Eccentric, idiosyncratic. But just on the right side of the unnecessarily perverse. And a way to keep the interest of the viewer alive perhaps. Such effects achieve their purpose of recreating speculatively the possible mood of most composers such as Gesualdo in Gesualdo's straits. Just as typically potentially odd are such sequences as the young man experiencing therapy by riding a horse; his apparent doctor seems to intervene and truncate Herzog's filming in order to protect the privacy of the patient. Again, it's an evocation of the topos of mental "illness" wholly relevant to so many aspects of Gesualdo's life. It also illustrates the way in which Death for Five Voices has more to do with Gesualdo's life and the extent to which his life explains his music than with any kind of musicology as such. Although Curtis does advocate taking risks in performance. Italy is about risks; and Gesualdo was very Italian.

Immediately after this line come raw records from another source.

use std::fmt;

use serde::{Deserialize, Serialize};

use crate::config::GpioCapability;

/// Identity of a physical line or device.
#[derive(Debug, Clone, PartialEq, Eq, Hash, PartialOrd, Ord, Serialize, Deserialize)]
#[serde(rename_all = "kebab-case")]
pub enum ResourceId {
    Pin(u32),
    Serial(String),
    Pwm(String),
}

impl fmt::Display for ResourceId {
    fn fmt(&self, f: &mut fmt::Formatter<'_>) -> fmt::Result {
        match self {
            ResourceId::Pin(id) => write!(f, "pin {id}"),
            ResourceId::Serial(name) => write!(f, "serial {name}"),
            ResourceId::Pwm(name) => write!(f, "pwm {name}"),
        }
    }
}

#[derive(Debug, Clone, Copy, PartialEq, Eq, Hash, Serialize, Deserialize)]
#[serde(rename_all = "kebab-case")]
pub enum AccessMode {
    /// Shared access, e.g. readers of cached state.
    Read,
    /// Single writer; readers may coexist.
    Write,
    /// Sole owner of the device.
    Exclusive,
}

impl AccessMode {
    pub fn conflicts_with(self, other: AccessMode) -> bool {
        match (self, other) {
            (AccessMode::Exclusive, _) | (_, AccessMode::Exclusive) => true,
            (AccessMode::Write, AccessMode::Write) => true,
            _ => false,
        }
    }
}

pub type GpioState = GpioCapability;

impl GpioState {
    pub fn is_writable(&self) -> bool {
        matches!(
            self,
            GpioState::PushPull | GpioState::OpenDrain | GpioState::OpenSource
        )
    }

    pub fn is_input(&self) -> bool {
        matches!(
            self,
            GpioState::Floating | GpioState::PullUp | GpioState::PullDown
        )
    }
}

#[derive(Debug, Clone, Copy, PartialEq, Eq, Serialize, Deserialize)]
pub struct PinSettings {
    pub state: GpioState,
}

impl Default for PinSettings {
    fn default() -> Self {
        Self {
            state: GpioState::Disabled,
        }
    }
}

#[derive(Debug, Clone, Copy, PartialEq, Eq, Serialize, Deserialize)]
pub struct SerialSettings {
    pub baud_rate: u32,
}

/// Period and enable state of a PWM channel.
#[derive(Debug, Clone, Copy, PartialEq, Eq, Default, Serialize, Deserialize)]
pub struct PwmSettings {
    pub frequency_hz: u32,
    pub enabled: bool,
}

#[derive(Debug, Clone, PartialEq, Serialize, Deserialize)]
#[serde(rename_all = "kebab-case")]
pub enum Value {
    Digital(u8),
    Analog(f64),
    Channels(Vec<u16>),
    Bytes(Vec<u8>),
}

impl Value {
    /// Whether the value describes resource state (as opposed to a payload).
    pub fn is_state(&self) -> bool {
        !matches!(self, Value::Bytes(_))
    }

    /// Magnitude of change between two numeric values of the same shape.
    pub fn delta(&self, other: &Value) -> Option<f64> {
        match (self, other) {
            (Value::Analog(a), Value::Analog(b)) => Some((a - b).abs()),
            (Value::Channels(a), Value::Channels(b)) if a.len() == b.len() => Some(
                a.iter()
                    .zip(b)
                    .map(|(x, y)| (f64::from(*x) - f64::from(*y)).abs())
                    .fold(0.0, f64::max),
            ),
            _ => None,
        }
    }
}

#[derive(Debug, Clone, PartialEq, Serialize, Deserialize)]
#[serde(rename_all = "kebab-case")]
pub enum Operation {
    ReadPin,
    WritePin(u8),
    ConfigurePin(PinSettings),
    ReadSerial { max_len: usize },
    WriteSerial(Vec<u8>),
    ConfigureSerial(SerialSettings),
    ReadFrame,
    ReadPwm,
    /// Duty cycle as a fraction of the period, `0.0..=1.0`.
    WritePwm { duty: f64 },
    ConfigurePwm(PwmSettings),
    /// Servo position in degrees, converted to a duty cycle on the channel.
    WriteServo { angle: f64 },
}

impl Operation {
    pub fn name(&self) -> &'static str {
        match self {
            Operation::ReadPin => "read-pin",
            Operation::WritePin(_) => "write-pin",
            Operation::ConfigurePin(_) => "configure-pin",
            Operation::ReadSerial { .. } => "read-serial",
            Operation::WriteSerial(_) => "write-serial",
            Operation::ConfigureSerial(_) => "configure-serial",
            Operation::ReadFrame => "read-frame",
            Operation::ReadPwm => "read-pwm",
            Operation::WritePwm { .. } => "write-pwm",
            Operation::ConfigurePwm(_) => "configure-pwm",
            Operation::WriteServo { .. } => "write-servo",
        }
    }

    /// Mode implied by the operation for callers that hold no lease.
    pub fn access_mode(&self) -> AccessMode {
        match self {
            Operation::ReadPin
            | Operation::ReadSerial { .. }
            | Operation::ReadFrame
            | Operation::ReadPwm => AccessMode::Read,
            _ => AccessMode::Write,
        }
    }

    pub fn is_configure(&self) -> bool {
        matches!(
            self,
            Operation::ConfigurePin(_)
                | Operation::ConfigureSerial(_)
                | Operation::ConfigurePwm(_)
        )
    }

    pub fn targets(&self, id: &ResourceId) -> bool {
        match id {
            ResourceId::Pin(_) => matches!(
                self,
                Operation::ReadPin | Operation::WritePin(_) | Operation::ConfigurePin(_)
            ),
            ResourceId::Serial(_) => matches!(
                self,
                Operation::ReadSerial { .. }
                    | Operation::WriteSerial(_)
                    | Operation::ConfigureSerial(_)
                    | Operation::ReadFrame
            ),
            ResourceId::Pwm(_) => matches!(
                self,
                Operation::ReadPwm
                    | Operation::WritePwm { .. }
                    | Operation::ConfigurePwm(_)
                    | Operation::WriteServo { .. }
            ),
        }
    }
}

#[derive(Debug, Clone, PartialEq, Serialize)]
#[serde(rename_all = "kebab-case")]
pub enum Outcome {
    Ack,
    Value(Value),
}

impl Outcome {
    pub fn value(&self) -> Option<&Value> {
        match self {
            Outcome::Ack => None,
            Outcome::Value(v) => Some(v),
        }
    }
}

Don't come to this DVD expecting "straight" musical exposition. Although Curtis' direction of our attention to the composer's reception from the Renaissance onwards does perhaps more to clarify Gesualdo's status than all the harping on dissonance and uxoricide. Similarly, the quite remarkable interview with the current Prince of Avalos, who composed an opera on the murder; and whose opinion is sought as to just how "modern" Gesualdo should be regarded as being. He plays the Tristan chord and references Gesualdo's famed chromatic harmonic tensions. They are here modified from "dissonance" to "distance" of tonality. As in Brückner. Given the concentration of much of the rest of Death for Five Voices on lack of fulfillment, on longing and on dissatisfaction (the previous scene alludes to Gesualdo's lifelong insomnia, for example), there is a highly satisfying wholeness to Herzog's conception here.
This unusual but highly satisfying DVD can be warmly recommended for providing a fresh and convincing corrective to our understanding of a composer where the most oft-proffered assessments are so tightly channelled to the sensational as to be almost useless. If for no other reason than to be invited to consider Curtis' assertion that on first hearing Gesualdo's music one may find it more "fascinating" than beautiful, you should take a good look at Death for Five Voices. Like Curtis, you may come to add "beautiful" as you gain in understanding – not only of the extent to which Gesualdo's life (and times) can be seen as an allegory for the struggle between good and evil; but also of his life and music.